The Coalition Against Racist Education Now submitted multiple demands, including "affinity housing" for minority students.
Students at Williams College in Massachusetts are demanding the Board of Trustees “commit to a complete process of reparation and reconciliation to indigenous peoples.”
The Coalition Against Racist Education Now (CARE Now) is the group behind the demands and letter to the trustees. The open letter, published by the Williams Record campus newspaper, says that “dozens” of faculty members of color leave the campus each weekend, attempting to “avoid the emotional detriment of existing here at the College.”
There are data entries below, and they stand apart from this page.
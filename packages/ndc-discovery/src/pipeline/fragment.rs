//! Fragment selection - split a document into extraction-sized subtrees.
//!
//! Every node gets a complexity score (how much an extractor would have to
//! read) and a usefulness score (how likely it is to carry distinguishing
//! content). Nodes inside the complexity window that are useful enough are
//! emitted whole; oversized nodes are split into their children. A node is
//! only descended into when it was not emitted, so fragments never overlap.

use tracing::debug;

use crate::error::Result;
use crate::types::config::SelectorConfig;
use crate::types::fragment::Fragment;
use crate::types::xml::XmlNode;

/// Tags that only wrap content and say nothing about the producer.
const GENERIC_WRAPPERS: &[&str] = &["root", "document", "wrapper"];

/// Minimum usefulness for a node inside the window to be emitted.
const MIN_USEFULNESS: f32 = 30.0;

/// Children explored below a node that is too small or not useful enough.
const SMALL_NODE_CHILD_LIMIT: usize = 5;

/// Weighted size estimate of a subtree.
///
/// Serialized length alone under-counts deep, narrow structures, so child
/// count, subtree depth and attribute count are folded in.
pub fn complexity(node: &XmlNode) -> f32 {
    node.serialized_len() as f32 * 0.4
        + node.children.len() as f32 * 100.0
        + node.subtree_depth() as f32 * 50.0
        + node.attributes.len() as f32 * 10.0
}

/// Heuristic value of a subtree for pattern extraction.
pub fn usefulness(node: &XmlNode) -> f32 {
    let mut score = 0.0;

    if node.has_text() {
        score += 50.0;
    }

    score += node.attributes.len() as f32 * 20.0;

    match node.children.len() {
        0 => {}
        1..=10 => score += 30.0,
        // Overly broad containers
        _ => score -= 10.0,
    }

    if !is_generic_wrapper(&node.tag) {
        score += 20.0;
    }

    score
}

fn is_generic_wrapper(tag: &str) -> bool {
    GENERIC_WRAPPERS.iter().any(|w| tag.eq_ignore_ascii_case(w))
}

/// Partitions XML trees into non-overlapping fragments.
#[derive(Debug, Clone)]
pub struct FragmentSelector {
    config: SelectorConfig,
}

impl FragmentSelector {
    /// Create a selector, rejecting an invalid config up front.
    pub fn new(config: SelectorConfig) -> Result<Self> {
        config.validate()?;
        Ok(Self { config })
    }

    pub fn config(&self) -> &SelectorConfig {
        &self.config
    }

    /// Select fragments from a tree.
    ///
    /// Returns an empty vector when no node satisfies the criteria.
    pub fn select(&self, root: &XmlNode) -> Vec<Fragment> {
        let mut fragments = Vec::new();
        self.visit(root, 0, &mut fragments);

        let found = fragments.len();
        if found > self.config.max_fragments {
            keep_most_useful(&mut fragments, self.config.max_fragments);
            debug!(
                found = found,
                kept = fragments.len(),
                "Trimmed fragments by usefulness"
            );
        }

        debug!(
            root = %root.path,
            fragment_count = fragments.len(),
            "Selected fragments"
        );
        fragments
    }

    fn visit(&self, node: &XmlNode, depth: usize, out: &mut Vec<Fragment>) {
        if depth > self.config.max_recursion_depth {
            return;
        }

        let complexity = complexity(node);

        if complexity > self.config.max_fragment_chars as f32 {
            for child in &node.children {
                self.visit(child, depth + 1, out);
            }
            return;
        }

        let usefulness = usefulness(node);
        if complexity >= self.config.min_fragment_chars as f32 && usefulness >= MIN_USEFULNESS {
            out.push(Fragment {
                path: node.path.clone(),
                xml: node.to_xml(),
                complexity,
                usefulness,
            });
            return;
        }

        // Small or unuseful nodes stop one level short of the bound
        if depth + 1 >= self.config.max_recursion_depth {
            return;
        }
        for child in node.children.iter().take(SMALL_NODE_CHILD_LIMIT) {
            self.visit(child, depth + 1, out);
        }
    }
}

/// Select fragments with a one-off config.
pub fn select_fragments(root: &XmlNode, config: &SelectorConfig) -> Result<Vec<Fragment>> {
    Ok(FragmentSelector::new(config.clone())?.select(root))
}

/// Keep the `limit` most useful fragments, preserving document order.
///
/// Ties keep the earlier fragment.
fn keep_most_useful(fragments: &mut Vec<Fragment>, limit: usize) {
    let mut ranked: Vec<usize> = (0..fragments.len()).collect();
    ranked.sort_by(|&a, &b| fragments[b].usefulness.total_cmp(&fragments[a].usefulness));

    let mut keep = vec![false; fragments.len()];
    for &index in ranked.iter().take(limit) {
        keep[index] = true;
    }

    let mut index = 0;
    fragments.retain(|_| {
        let kept = keep[index];
        index += 1;
        kept
    });
}

#[cfg(test)]
mod tests {
    use super::*;

    fn pax(id: &str, ptc: &str) -> XmlNode {
        XmlNode::new("Pax").with_children([
            XmlNode::new("PaxID").with_text(id),
            XmlNode::new("PTC").with_text(ptc),
            XmlNode::new("Individual").with_children([
                XmlNode::new("GivenName").with_text("Alexandra"),
                XmlNode::new("Surname").with_text("Montgomery"),
            ]),
        ])
    }

    fn assert_no_overlap(fragments: &[Fragment]) {
        for (i, a) in fragments.iter().enumerate() {
            for b in &fragments[i + 1..] {
                assert!(!a.overlaps(b), "{} overlaps {}", a.path, b.path);
            }
        }
    }

    fn selector(min: usize, max: usize) -> FragmentSelector {
        FragmentSelector::new(SelectorConfig::new().with_window(min, max)).unwrap()
    }

    #[test]
    fn test_complexity_weights() {
        let leaf = XmlNode::new("PTC").with_text("ADT");
        // <PTC>ADT</PTC> is 14 chars
        assert!((complexity(&leaf) - 5.6).abs() < 1e-4);

        let node = XmlNode::new("Pax")
            .with_attribute("id", "1")
            .with_child(leaf);
        let expected = node.serialized_len() as f32 * 0.4 + 100.0 + 50.0 + 10.0;
        assert!((complexity(&node) - expected).abs() < 1e-4);
    }

    #[test]
    fn test_usefulness_rules() {
        assert_eq!(usefulness(&XmlNode::new("root")), 0.0);
        assert_eq!(usefulness(&XmlNode::new("PaxList")), 20.0);
        assert_eq!(usefulness(&XmlNode::new("PTC").with_text("ADT")), 70.0);
        assert_eq!(usefulness(&XmlNode::new("PTC").with_text("   ")), 20.0);
        assert_eq!(
            usefulness(&XmlNode::new("Pax").with_attribute("a", "1").with_attribute("b", "2")),
            60.0
        );
        assert_eq!(usefulness(&pax("P1", "ADT")), 50.0);

        let broad = XmlNode::new("Document").with_children((0..11).map(|_| XmlNode::new("X")));
        assert_eq!(usefulness(&broad), -10.0);
    }

    #[test]
    fn test_root_inside_window_is_single_fragment() {
        let root = XmlNode::new("Pax").with_attribute("id", "1").with_text("hello");
        let fragments = selector(10, 100).select(&root);

        assert_eq!(fragments.len(), 1);
        assert_eq!(fragments[0].path, "/Pax");
        assert_eq!(fragments[0].xml, "<Pax id=\"1\">hello</Pax>");
    }

    #[test]
    fn test_small_leaf_contributes_nothing() {
        let fragments = selector(100, 1000).select(&XmlNode::new("A"));
        assert!(fragments.is_empty());
    }

    #[test]
    fn test_oversized_root_splits_into_children() {
        let root = XmlNode::new("PaxList").with_children([
            pax("PAX1", "ADT"),
            pax("PAX2", "ADT"),
            pax("PAX3", "INF"),
        ]);
        let child = complexity(&root.children[0]);
        let max = child.ceil() as usize + 5;
        assert!(complexity(&root) > max as f32);

        let fragments = selector(child.floor() as usize - 5, max).select(&root);
        let paths: Vec<_> = fragments.iter().map(|f| f.path.as_str()).collect();

        assert_eq!(
            paths,
            vec!["/PaxList/Pax[1]", "/PaxList/Pax[2]", "/PaxList/Pax[3]"]
        );
        assert_no_overlap(&fragments);
    }

    #[test]
    fn test_unuseful_node_explores_first_five_children() {
        let filler = "x".repeat(130);
        let root = XmlNode::new("document")
            .with_children((0..12).map(|_| XmlNode::new("Item").with_text(filler.clone())));
        assert!(usefulness(&root) < MIN_USEFULNESS);

        let fragments = selector(50, 5000).select(&root);

        assert_eq!(fragments.len(), 5);
        assert_eq!(fragments[0].path, "/document/Item[1]");
        assert_eq!(fragments[4].path, "/document/Item[5]");
    }

    #[test]
    fn test_recursion_depth_bound() {
        let root = XmlNode::new("PaxList").with_children([pax("PAX1", "ADT"), pax("PAX2", "INF")]);
        let child = complexity(&root.children[0]);
        let config = SelectorConfig::new()
            .with_window(child.floor() as usize - 5, child.ceil() as usize + 5)
            .with_max_depth(0);

        let fragments = FragmentSelector::new(config).unwrap().select(&root);
        assert!(fragments.is_empty());
    }

    #[test]
    fn test_unuseful_node_stops_short_of_depth_bound() {
        let filler = "x".repeat(130);
        let root = XmlNode::new("document")
            .with_children((0..12).map(|_| XmlNode::new("Item").with_text(filler.clone())));
        let window = SelectorConfig::new().with_window(50, 5000);

        let shallow = FragmentSelector::new(window.clone().with_max_depth(1)).unwrap();
        assert!(shallow.select(&root).is_empty());

        let deeper = FragmentSelector::new(window.with_max_depth(2)).unwrap();
        assert_eq!(deeper.select(&root).len(), 5);
    }

    #[test]
    fn test_cap_keeps_most_useful_in_document_order() {
        let root = XmlNode::new("PaxList").with_children([
            pax("PAX1", "ADT"),
            pax("PAX2", "ADT").with_attribute("Primary", "true"),
            pax("PAX3", "CHD"),
            pax("PAX4", "INF").with_attribute("Lap", "true"),
        ]);
        let smallest = complexity(&root.children[0]);
        let largest = complexity(&root.children[1]);
        let config = SelectorConfig::new()
            .with_window(smallest.floor() as usize - 5, largest.ceil() as usize + 5)
            .with_max_fragments(2);

        let fragments = FragmentSelector::new(config).unwrap().select(&root);
        let paths: Vec<_> = fragments.iter().map(|f| f.path.as_str()).collect();

        assert_eq!(paths, vec!["/PaxList/Pax[2]", "/PaxList/Pax[4]"]);
    }

    #[test]
    fn test_invalid_config_rejected() {
        let config = SelectorConfig::new().with_window(10, 5);
        assert!(FragmentSelector::new(config.clone()).is_err());
        assert!(select_fragments(&XmlNode::new("A"), &config).is_err());
    }
}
CARE Now claims that the college has become “incompetent” in meeting its fundamental mission, “to provide the finest possible liberal arts education,” and demands that the board of trustees take action and address their concerns.
“This year alone, there has been a mass exodus of faculty of color,” the letter states. “Many junior faculty of color are considering medical leave due to the unmitigating stress of living in an unsupportive and callous environment; staff are similarly unsupported by the institution with a lack of growth opportunities or access to basic living necessities; and too many students are admitted to the Jones 2 Psychiatric Ward each year.”
Among the main demands are:
A “complete process of reparation and reconciliation” to the indigenous peoples impacted by Williams College’s participation in settler-colonialism, which includes the “the reallocation of property back to Nations impacted by the College’s ongoing settler occupation.”
Approve a request of $34,000 to Williams’ Office of Institutional Diversity and Equity “in full for the purpose of supporting student-led Heritage Month events, as well as the increase of $15,000 additional funding for incoming Minority Coalition groups.”
Offer free weekend shuttles for faculty and staff traveling to New York City and Boston.
Provide “affinity housing” for black and queer students, as well as for all other marginalized groups.
Hire more therapists, especially trans and racial minority therapists.
“We remind the Trustees of their obligation to the well-being and safety of [their] students, faculty, and staff,” the letter states. “The present moment demonstrates a managerial and fiduciary failure to provide a safe, respectful, and livable school community. The Trustees must respond thoroughly and with haste to this failure with tangible, monetary investment.”
The demands come at a time of heightened racial tensions on campus. A few students went to a College Council meeting to request funding for “Black Preview” programming, which is aimed at giving prospective black students a look at the college, according to the Williams Record.
“Black Preview” organizers reportedly deemed the College Council’s handling of the request racist.
“Every time we create space for community, we create the affinity spaces that we’ve been calling for,” said Isaiah Blake, one of the organizers, according to the Williams Record. “Creating Black community is beautiful, but always threatening to institutions of power. But it always gets created because it’s necessary. Black community helps us survive predatory violence.”
In an email sent to the Williams College student body on April 17, the school’s Minority Coalition Co-Chair Rodsy Modhurima wrote, in part, “today, not having received a concrete response from the trustees on any public platform, we are releasing the entirety of our demands to President Maud Mandel and the campus at large. Included in our demands are the means by which they can be achieved and advised timelines. We welcome the entirety of the Williams community to join us to strengthen the Williams we love and compel President Mandel to support us in this mission by responding to our asks by April 26th.”
Campus Reform reached out to Williams College for comment, but did not receive a response in time for press.